Task requirements ▸
Copy the lines exactly. Begin at the first line of the data and stop after the line with "pub struct Session(pub SessionContext);".

- - - - -

//! Axum extractor and middleware for the route gate

use crate::{
    errors::GateError,
    metrics::{GateMetricLabels, GateMetrics, NoOpMetrics},
    policy::RoutePolicyEngine,
    session::{ResolvedSession, SessionResolver},
    types::{Decision, DenyReason, SessionContext},
};
use axum::{
    extract::{FromRequestParts, Request, State},
    http::{header, request::Parts, HeaderMap, HeaderValue, Method},
    middleware::Next,
    response::{IntoResponse, Redirect, Response},
};
use std::sync::Arc;
use std::time::Instant;

/// Query parameter appended to the redirect when a Directory Store lookup failed
pub const LOOKUP_FAILED_QUERY: &str = "error=role_fetch_failed";

/// Extractor for the caller's `SessionContext` - requires `route_gate` to have run
#[derive(Debug, Clone)]
pub struct Session(pub SessionContext);

impl<S> FromRequestParts<S> for Session
where
    S: Send + Sync,
{
    type Rejection = GateError;

    async fn from_request_parts(parts: &mut Parts, _state: &S) -> Result<Self, Self::Rejection> {
        parts
            .extensions
            .get::<SessionContext>()
            .cloned()
            .map(Session)
            .ok_or(GateError::Internal(
                "SessionContext not found - route gate not configured".to_owned(),
            ))
    }
}

/// Shared state of the `route_gate` middleware.
///
/// Built once at startup by the HTTP layer, which owns the Auth Service and
/// Directory Store clients inside it.
#[derive(Clone)]
pub struct GateState {
    resolver: SessionResolver,
    engine: Arc<RoutePolicyEngine>,
    metrics: Arc<dyn GateMetrics>,
}

impl GateState {
    #[must_use]
    pub fn new(resolver: SessionResolver, engine: RoutePolicyEngine) -> Self {
        Self {
            resolver,
            engine: Arc::new(engine),
            metrics: Arc::new(NoOpMetrics),
        }
    }

    #[must_use]
    pub fn with_metrics(mut self, metrics: Arc<dyn GateMetrics>) -> Self {
        self.metrics = metrics;
        self
    }
}

/// Route gate middleware
///
/// 1. Lets CORS preflight requests through untouched
/// 2. Resolves the caller's session once (Auth Service failures mean signed out)
/// 3. Asks the policy engine about the request path
/// 4. Allow: inserts `SessionContext` into extensions and runs the handler
/// 5. Redirect: answers `307 Temporary Redirect` to the rule's target
///
/// Cookies rotated by the Auth Service are attached to either response.
pub async fn route_gate(
    State(GateState {
        resolver,
        engine,
        metrics,
    }): State<GateState>,
    mut request: Request,
    next: Next,
) -> Response {
    // 1. Preflight: skip the gate
    if is_preflight_request(request.method(), request.headers()) {
        return next.run(request).await;
    }

    // 2. Resolve session
    let started = Instant::now();
    let path = request.uri().path().to_owned();
    let ResolvedSession {
        context,
        set_cookies,
    } = resolver.resolve(request.headers()).await;

    // 3. Decide
    let decision = engine.decide(&path, &context).await;
    metrics.record_duration(
        u64::try_from(started.elapsed().as_millis()).unwrap_or(u64::MAX),
        &GateMetricLabels::default(),
    );

    // 4./5. Pass through or redirect
    let mut response = match decision {
        Decision::Allow => {
            request.extensions_mut().insert(context);
            next.run(request).await
        }
        Decision::Redirect { target, reason } => redirect_response(&target, reason),
    };

    append_cookies(response.headers_mut(), set_cookies);
    response
}

fn redirect_response(target: &str, reason: DenyReason) -> Response {
    if reason == DenyReason::LookupFailed {
        let separator = if target.contains('?') { '&' } else { '?' };
        let location = format!("{target}{separator}{LOOKUP_FAILED_QUERY}");
        return Redirect::temporary(&location).into_response();
    }
    Redirect::temporary(target).into_response()
}

fn append_cookies(headers: &mut HeaderMap, cookies: Vec<HeaderValue>) {
    for cookie in cookies {
        headers.append(header::SET_COOKIE, cookie);
    }
}

/// Check if this is a CORS preflight request
///
/// Preflight requests are OPTIONS requests with:
/// - Origin header present
/// - Access-Control-Request-Method header present
fn is_preflight_request(method: &Method, headers: &HeaderMap) -> bool {
    method == Method::OPTIONS
        && headers.contains_key(header::ORIGIN)
        && headers.contains_key(header::ACCESS_CONTROL_REQUEST_METHOD)
}

#[cfg(test)]
#[cfg_attr(coverage_nightly, coverage(off))]
mod tests {
    use super::*;
    use axum::http::StatusCode;

    #[test]
    fn lookup_failure_redirect_carries_error_query() {
        let response = redirect_response("/unauthorized", DenyReason::LookupFailed);
        assert_eq!(response.status(), StatusCode::TEMPORARY_REDIRECT);
        assert_eq!(
            response.headers()[header::LOCATION],
            "/unauthorized?error=role_fetch_failed"
        );

        let response = redirect_response("/unauthorized?from=admin", DenyReason::LookupFailed);
        assert_eq!(
            response.headers()[header::LOCATION],
            "/unauthorized?from=admin&error=role_fetch_failed"
        );
    }

    #[test]
    fn plain_redirect_keeps_target() {
        let response = redirect_response("/sign-in", DenyReason::Unauthenticated);
        assert_eq!(response.status(), StatusCode::TEMPORARY_REDIRECT);
        assert_eq!(response.headers()[header::LOCATION], "/sign-in");
    }

    #[test]
    fn preflight_detection() {
        let mut headers = HeaderMap::new();
        assert!(!is_preflight_request(&Method::OPTIONS, &headers));

        headers.insert(header::ORIGIN, HeaderValue::from_static("https://shop.example"));
        headers.insert(
            header::ACCESS_CONTROL_REQUEST_METHOD,
            HeaderValue::from_static("GET"),
        );
        assert!(is_preflight_request(&Method::OPTIONS, &headers));
        assert!(!is_preflight_request(&Method::GET, &headers));
    }
}
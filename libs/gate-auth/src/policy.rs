//! Route policy engine.
//!
//! Evaluates the first rule of a [`RuleTable`] that matches a request path.
//! Rules after the first match are never consulted, whatever the outcome.
//! Every Directory Store failure ends in a redirect.

use crate::{
    errors::LookupError,
    metrics::{GateEvent, GateMetricLabels, GateMetrics, NoOpMetrics},
    rule_table::RuleTable,
    traits::{ApprovalStatus, DirectoryLookups},
    types::{ApprovalGate, Decision, DenyReason, Protection, RouteRule, SessionContext, UserId},
};
use std::collections::BTreeSet;
use std::future::Future;
use std::sync::Arc;

/// Default number of extra attempts for a transiently failing lookup
pub const DEFAULT_LOOKUP_RETRIES: u8 = 1;

#[derive(Clone)]
pub struct RoutePolicyEngine {
    table: RuleTable,
    lookups: DirectoryLookups,
    lookup_retries: u8,
    metrics: Arc<dyn GateMetrics>,
}

impl RoutePolicyEngine {
    #[must_use]
    pub fn new(table: RuleTable, lookups: DirectoryLookups) -> Self {
        Self {
            table,
            lookups,
            lookup_retries: DEFAULT_LOOKUP_RETRIES,
            metrics: Arc::new(NoOpMetrics),
        }
    }

    #[must_use]
    pub fn with_lookup_retries(mut self, retries: u8) -> Self {
        self.lookup_retries = retries;
        self
    }

    #[must_use]
    pub fn with_metrics(mut self, metrics: Arc<dyn GateMetrics>) -> Self {
        self.metrics = metrics;
        self
    }

    #[must_use]
    pub fn table(&self) -> &RuleTable {
        &self.table
    }

    /// Decide whether `session` may reach `path`.
    ///
    /// Unmatched paths are public.
    pub async fn decide(&self, path: &str, session: &SessionContext) -> Decision {
        let Some((index, rule)) = self.table.first_match(path) else {
            tracing::trace!(path, "No route rule matched, allowing");
            return Decision::Allow;
        };

        let decision = self.evaluate(rule, session).await;
        let labels = GateMetricLabels::default().with_rule(rule.to_string());
        match &decision {
            Decision::Allow => {
                tracing::debug!(path, rule = %rule, index, "Route rule allowed request");
                self.metrics.record_event(GateEvent::Allowed, &labels);
            }
            Decision::Redirect { target, reason } => {
                tracing::info!(
                    path,
                    rule = %rule,
                    index,
                    target = %target,
                    reason = reason.as_str(),
                    user_id = ?session.user_id().map(UserId::as_str),
                    "Route rule redirected request"
                );
                self.metrics
                    .record_event(GateEvent::Redirected, &labels.with_reason(reason.as_str()));
            }
        }
        decision
    }

    async fn evaluate(&self, rule: &RouteRule, session: &SessionContext) -> Decision {
        match &rule.protection {
            Protection::Authenticated => {
                if session.is_authenticated() {
                    Decision::Allow
                } else {
                    rule.deny(DenyReason::Unauthenticated)
                }
            }
            Protection::Unauthenticated => {
                if session.is_authenticated() {
                    rule.deny(DenyReason::AlreadyAuthenticated)
                } else {
                    Decision::Allow
                }
            }
            Protection::RoleGated { roles, approval } => {
                let Some(user_id) = session.user_id() else {
                    return rule.deny(DenyReason::Unauthenticated);
                };
                self.check_roles(rule, user_id, roles, approval.as_ref())
                    .await
            }
            Protection::PermissionGated { permissions } => {
                let Some(user_id) = session.user_id() else {
                    return rule.deny(DenyReason::Unauthenticated);
                };
                self.check_permissions(rule, user_id, permissions).await
            }
        }
    }

    async fn check_roles(
        &self,
        rule: &RouteRule,
        user_id: &UserId,
        required: &BTreeSet<String>,
        approval: Option<&ApprovalGate>,
    ) -> Decision {
        let held = match self
            .with_retry("roles", rule, || self.lookups.roles.roles_for(user_id))
            .await
        {
            Ok(held) => held,
            Err(_) => return rule.deny(DenyReason::LookupFailed),
        };

        let granted: Vec<&String> = required.intersection(&held).collect();
        if granted.is_empty() {
            return rule.deny(DenyReason::MissingRole);
        }

        match approval {
            Some(gate) if granted.iter().all(|role| **role == gate.role) => {
                self.check_approval(rule, gate, user_id).await
            }
            _ => Decision::Allow,
        }
    }

    async fn check_approval(&self, rule: &RouteRule, gate: &ApprovalGate, user_id: &UserId) -> Decision {
        let not_approved = |reason| Decision::Redirect {
            target: gate.redirect_to.clone(),
            reason,
        };

        match self
            .with_retry("approval", rule, || {
                self.lookups.approvals.approval_status(user_id)
            })
            .await
        {
            Ok(Some(ApprovalStatus::Approved)) => Decision::Allow,
            Ok(status) => {
                tracing::debug!(user_id = %user_id, status = ?status, "Caller is not approved");
                not_approved(DenyReason::NotApproved)
            }
            Err(_) => not_approved(DenyReason::LookupFailed),
        }
    }

    async fn check_permissions(
        &self,
        rule: &RouteRule,
        user_id: &UserId,
        required: &BTreeSet<String>,
    ) -> Decision {
        match self
            .with_retry("permissions", rule, || {
                self.lookups.permissions.permissions_for(user_id)
            })
            .await
        {
            Ok(held) if !required.is_disjoint(&held) => Decision::Allow,
            Ok(_) => rule.deny(DenyReason::MissingPermission),
            Err(_) => rule.deny(DenyReason::LookupFailed),
        }
    }

    /// Run a lookup, retrying transient failures up to `lookup_retries` times.
    /// The final error is logged and counted here.
    async fn with_retry<T, F, Fut>(&self, lookup: &'static str, rule: &RouteRule, mut call: F) -> Result<T, LookupError>
    where
        F: FnMut() -> Fut,
        Fut: Future<Output = Result<T, LookupError>>,
    {
        let mut attempt: u8 = 0;
        loop {
            match call().await {
                Ok(value) => return Ok(value),
                Err(err) if err.is_transient() && attempt < self.lookup_retries => {
                    attempt += 1;
                    tracing::debug!(lookup, attempt, error = %err, "Directory lookup failed, retrying");
                    self.metrics.record_event(
                        GateEvent::LookupRetried,
                        &GateMetricLabels::default()
                            .with_rule(rule.to_string())
                            .with_lookup(lookup)
                            .with_error_type(err.kind()),
                    );
                }
                Err(err) => {
                    tracing::error!(
                        lookup,
                        rule = %rule,
                        error = %err,
                        "Directory lookup failed, denying request"
                    );
                    self.metrics.record_event(
                        GateEvent::LookupFailed,
                        &GateMetricLabels::default()
                            .with_rule(rule.to_string())
                            .with_lookup(lookup)
                            .with_error_type(err.kind()),
                    );
                    return Err(err);
                }
            }
        }
    }
}
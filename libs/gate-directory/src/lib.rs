#![cfg_attr(coverage_nightly, feature(coverage_attribute))]

//! Hosted backend adapters for the Barberbook route gate.
//!
//! [`HostedAuthService`] implements `gate_auth::AuthService` against the auth
//! API, [`HostedDirectory`] implements the role, permission and approval
//! lookups against the REST API. Both are built once from a [`DirectoryConfig`]
//! and shared behind `Arc`.

mod client;
mod cookies;

pub mod auth_service;
pub mod config;
pub mod directory_store;
pub mod error;

pub use auth_service::HostedAuthService;
pub use config::DirectoryConfig;
pub use directory_store::HostedDirectory;
pub use error::DirectoryError;
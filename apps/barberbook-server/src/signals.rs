use tokio::signal;

/// Resolve on Ctrl+C or SIGTERM. A failing Ctrl+C handler ends the wait too.
pub async fn shutdown_signal() {
    tokio::select! {
        () = wait_ctrl_c() => {},
        () = wait_sigterm() => {},
    }
    tracing::info!("Shutdown signal received, initiating graceful shutdown");
}

async fn wait_ctrl_c() {
    if let Err(e) = signal::ctrl_c().await {
        tracing::error!(%e, "Error handling Ctrl+C signal");
    }
}

#[cfg(unix)]
async fn wait_sigterm() {
    match signal::unix::signal(signal::unix::SignalKind::terminate()) {
        Ok(mut handler) => {
            handler.recv().await;
            tracing::info!("Received SIGTERM signal");
        }
        Err(e) => {
            tracing::error!(%e, "Failed to install SIGTERM handler");
            std::future::pending::<()>().await;
        }
    }
}

#[cfg(not(unix))]
async fn wait_sigterm() {
    std::future::pending::<()>().await;
}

- - - - -

Answer section ▸
//! Axum extractor and middleware for the route gate

use crate::{
    errors::GateError,
    metrics::{GateMetricLabels, GateMetrics, NoOpMetrics},
    policy::RoutePolicyEngine,
    session::{ResolvedSession, SessionResolver},
    types::{Decision, DenyReason, SessionContext},
};
use axum::{
    extract::{FromRequestParts, Request, State},
    http::{header, request::Parts, HeaderMap, HeaderValue, Method},
    middleware::Next,
    response::{IntoResponse, Redirect, Response},
};
use std::sync::Arc;
use std::time::Instant;

/// Query parameter appended to the redirect when a Directory Store lookup failed
pub const LOOKUP_FAILED_QUERY: &str = "error=role_fetch_failed";

/// Extractor for the caller's `SessionContext` - requires `route_gate` to have run
#[derive(Debug, Clone)]
pub struct Session(pub SessionContext);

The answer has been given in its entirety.